Most business owners day is anything but perfect. In this post we look at how the business owner can take control and create their own perfect day.
For most small business owners, the perfect day does not exist. They spend enormous amounts of time juggling all the stuff that comes their way. Client crisis, customer complaint, a staffing issue, or one of the other myriad of under- or unplanned activities that come your way. If today were your last day on earth as a business owner, would you be happy with the day, how it went?
Chances are probably not.
Many business owners live every day as if they’ve got all the time in the world. Yet every day around 50,000 people die due to causes not related to age. Many of these people will have woken unaware that today was going to be their last day on earth.
Prisoners on “death row” know, better than most, when their time will come, and so, in a limited way, can prepare themselves for it. There was much comment from the media when death row inmate Kelly Gissendaner, the first woman scheduled to be executed in Georgia since 1945, placed an order for her last meal. It was, nevertheless, the meal she wanted to eat on her last day.
In her own way she was exercising what little control she had in controlling how she spent her final hours.
Business Owner’s Perfect Day
When I ask most business owners what their perfect day would look like, they nearly always say spending more time with their kids and family.
Business owners are often hailed as heroes for working 18-hour days seven days a week. Working without let-up is a bad habit that can jeopardize your business, your health and your life.
There’s a parable of the fisherman and the investment banker.
An American investment banker was taking a much-needed vacation in a small coastal Mexican village, when a small boat with a fisherman docked. The boat had a small number of fish in it, just fresh in. The investment banker was impressed by the quality of the fish and asked the Mexican how long it took to catch them. The Mexican fisherman replied, “It’s only been a couple of hours.” The investment banker then asked why he didn’t stay out for longer and catch more fish. The Mexican fisherman replied he had more than enough to support his family’s needs.
The investment banker then asked,
“But what else do you do with the rest of your time?”
The fisherman replied, “I sleep late, fish a little, play with my children, take siesta with my wife, and stroll into the village each evening, where I sip wine and play guitar with my amigos. I have a full and busy life, Senor.”
The American investment banker scoffed, “I am an ivy league MBA and I could help you. You could spend more time fishing, and with the proceeds, buy a bigger boat. With the proceeds from the bigger boat, you could buy several boats until eventually you would have a whole fleet of fishing boats. Instead of selling your catch to the middleman, you could sell directly to the processor, eventually opening up your own cannery. You could control the product, the processing, and the distribution.”
Then he added, “Of course, you would have to leave this small fishing village and move close to Mexico City where you could run your growing empire.” The Mexican fisherman asked, “But senor, how long will all this take?”, to which the American investment banker replied, “15 to 20 years.”

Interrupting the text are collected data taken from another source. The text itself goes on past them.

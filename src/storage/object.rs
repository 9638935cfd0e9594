//! Object storage backend
//!
//! Maps snapshot names onto `<prefix>/<name>` keys in one bucket. The
//! transport is behind `ObjectClient`; an in-memory client is provided for
//! tests and embedding.

use std::collections::{BTreeMap, HashMap};
use std::sync::Arc;

use bytes::Bytes;
use parking_lot::{Mutex, RwLock};
use tracing::debug;

use crate::error::{EmberError, Result};
use crate::pattern::glob_match;

use super::{split_pattern, StorageBackend, StorageLocation};

/// Minimal S3-style object API
pub trait ObjectClient: Send + Sync {
    /// Store an object, replacing any previous one atomically
    fn put_object(&self, bucket: &str, key: &str, body: Bytes) -> Result<()>;

    /// Fetch an object; `EmberError::NotFound` if absent
    fn get_object(&self, bucket: &str, key: &str) -> Result<Bytes>;

    /// All keys starting with `prefix`, sorted
    fn list_objects(&self, bucket: &str, prefix: &str) -> Result<Vec<String>>;

    /// Delete an object; no-op if absent
    fn delete_object(&self, bucket: &str, key: &str) -> Result<()>;
}

/// Object client keeping buckets in memory
#[derive(Default)]
pub struct InMemoryObjectClient {
    buckets: RwLock<HashMap<String, BTreeMap<String, Bytes>>>,
}

impl InMemoryObjectClient {
    pub fn new() -> Self {
        Self::default()
    }

    /// Number of objects in a bucket
    pub fn object_count(&self, bucket: &str) -> usize {
        self.buckets.read().get(bucket).map(|b| b.len()).unwrap_or(0)
    }
}

impl ObjectClient for InMemoryObjectClient {
    fn put_object(&self, bucket: &str, key: &str, body: Bytes) -> Result<()> {
        self.buckets
            .write()
            .entry(bucket.to_string())
            .or_default()
            .insert(key.to_string(), body);
        Ok(())
    }

    fn get_object(&self, bucket: &str, key: &str) -> Result<Bytes> {
        self.buckets
            .read()
            .get(bucket)
            .and_then(|b| b.get(key))
            .cloned()
            .ok_or_else(|| EmberError::NotFound(format!("{}/{}", bucket, key)))
    }

    fn list_objects(&self, bucket: &str, prefix: &str) -> Result<Vec<String>> {
        Ok(self
            .buckets
            .read()
            .get(bucket)
            .map(|b| {
                b.range(prefix.to_string()..)
                    .take_while(|(k, _)| k.starts_with(prefix))
                    .map(|(k, _)| k.clone())
                    .collect()
            })
            .unwrap_or_default())
    }

    fn delete_object(&self, bucket: &str, key: &str) -> Result<()> {
        if let Some(b) = self.buckets.write().get_mut(bucket) {
            b.remove(key);
        }
        Ok(())
    }
}

/// Snapshot files stored as objects under a bucket prefix
///
/// Staged files are held in memory until `publish`, which issues a single
/// PUT; partially written objects are therefore never visible.
pub struct ObjectStorageBackend {
    location: StorageLocation,
    bucket: String,
    prefix: String,
    client: Arc<dyn ObjectClient>,
    staged: Mutex<HashMap<String, Bytes>>,
}

impl ObjectStorageBackend {
    /// Create a backend for an object storage location
    pub fn new(location: StorageLocation, client: Arc<dyn ObjectClient>) -> Result<Self> {
        let (bucket, prefix) = match &location {
            StorageLocation::Object { bucket, prefix } => (bucket.clone(), prefix.clone()),
            StorageLocation::Local { root, .. } => {
                return Err(EmberError::Config(format!(
                    "{} is not an object storage location",
                    root.display()
                )))
            }
        };
        Ok(Self {
            location,
            bucket,
            prefix,
            client,
            staged: Mutex::new(HashMap::new()),
        })
    }

    fn key(&self, name: &str) -> String {
        if self.prefix.is_empty() {
            name.to_string()
        } else {
            format!("{}/{}", self.prefix, name)
        }
    }
}

impl StorageBackend for ObjectStorageBackend {
    fn location(&self) -> &StorageLocation {
        &self.location
    }

    fn read(&self, name: &str) -> Result<Vec<u8>> {
        match self.client.get_object(&self.bucket, &self.key(name)) {
            Ok(body) => Ok(body.to_vec()),
            Err(EmberError::NotFound(_)) => Err(EmberError::NotFound(name.to_string())),
            Err(e) => Err(e),
        }
    }

    fn stage(&self, name: &str, data: &[u8]) -> Result<()> {
        self.staged
            .lock()
            .insert(name.to_string(), Bytes::copy_from_slice(data));
        Ok(())
    }

    fn publish(&self, name: &str) -> Result<()> {
        let body = self.staged.lock().remove(name).ok_or_else(|| {
            EmberError::Storage(format!("nothing staged under {}", name))
        })?;
        let key = self.key(name);
        debug!(bucket = %self.bucket, key = %key, bytes = body.len(), "Uploading snapshot object");
        self.client.put_object(&self.bucket, &key, body)
    }

    fn discard(&self, name: &str) -> Result<()> {
        self.staged.lock().remove(name);
        Ok(())
    }

    fn list(&self, pattern: &str) -> Result<Vec<String>> {
        let (dir, file_pattern) = split_pattern(pattern)?;
        let dir_key = if dir.is_empty() {
            self.key("")
        } else {
            format!("{}/", self.key(dir))
        };
        // `key("")` is either "" or "<prefix>/"
        let mut names: Vec<String> = self
            .client
            .list_objects(&self.bucket, &dir_key)?
            .into_iter()
            .filter_map(|key| {
                let file_name = key.strip_prefix(&dir_key)?;
                if file_name.contains('/') {
                    return None;
                }
                if !glob_match(file_pattern.as_bytes(), file_name.as_bytes()) {
                    return None;
                }
                Some(if dir.is_empty() {
                    file_name.to_string()
                } else {
                    format!("{}/{}", dir, file_name)
                })
            })
            .collect();
        names.sort();
        Ok(names)
    }

    fn delete(&self, name: &str) -> Result<()> {
        self.client.delete_object(&self.bucket, &self.key(name))
    }

    fn exists(&self, name: &str) -> Result<bool> {
        match self.client.get_object(&self.bucket, &self.key(name)) {
            Ok(_) => Ok(true),
            Err(EmberError::NotFound(_)) => Ok(false),
            Err(e) => Err(e),
        }
    }
}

“But then what?”, asked the Mexican. The American investment banker laughed and said, “That’s the best part. When the time is right, you will announce an IPO (Initial Public Offering) and sell your company’s stock to the public and become very rich. You could make millions.”
“Millions, senor?”, replied the fisherman, “but then what?” To which the American investment banker replied, “Then you would retire. You could move to a small coastal, where you would sleep late, fish a little, play with your kids, take siesta with your wife, stroll into the village each evening, and you could play guitar with you amigos.”
As a business owner, it’s easy to fall into the trap of over-doing it.
Since in the early days, everything is tight, capital, time, and everything is busy.
But one of the biggest secrets of productivity is the refuelling principle, and it comes down to this:
You get more done, more quickly when you step back and recharge the brain and body.
In an article in Forbes magazine, I read that fewer than half of small business owners have any plans to take any vacation.
Most small business owners claim that they are too time-strapped to take any vacation at all, let alone a proper one.
Of the small business owners who do take time off, according to this study, the majority (61 percent) grabbed just five days off per year, which is less than half of what the average employee takes each year.
Of course, as a small business owner, even taking time off or even out of the office, it’s hard for them to actually switch off and completely detach. According to this study, nearly two-thirds of the business owners check in with work at least once a day. Only 15 percent switch off completely.
When you’re constantly draining your resources, you’re not going to be as productive as you can be. Taking time out is not only key for productivity and performance, but it’s a fuel and energy for creativity and focus, that leads you to your business growth success. As a business owner, you shouldn’t be getting paid for time you spend at work each day. You actually get paid for solving problems, so if you can find the solution in a shorter period of time, then you’ve got more time to get rested and rejuvenated.
With my coaching clients, business owners learn to create a new calendar which breaks their weeks down into work days, planning days and free days. Work days are actually a time to spend on high value growth activities such as meeting new clients or working on a new product. Planning days are the days that you use to work on your business growth, and free days are exactly that, no email, no phone calls, and no checking in with the office. When you’ve got your work week under control, and with scheduled regular breaks, you’ll find you’re happier, have more energy; most of all, having your perfect day.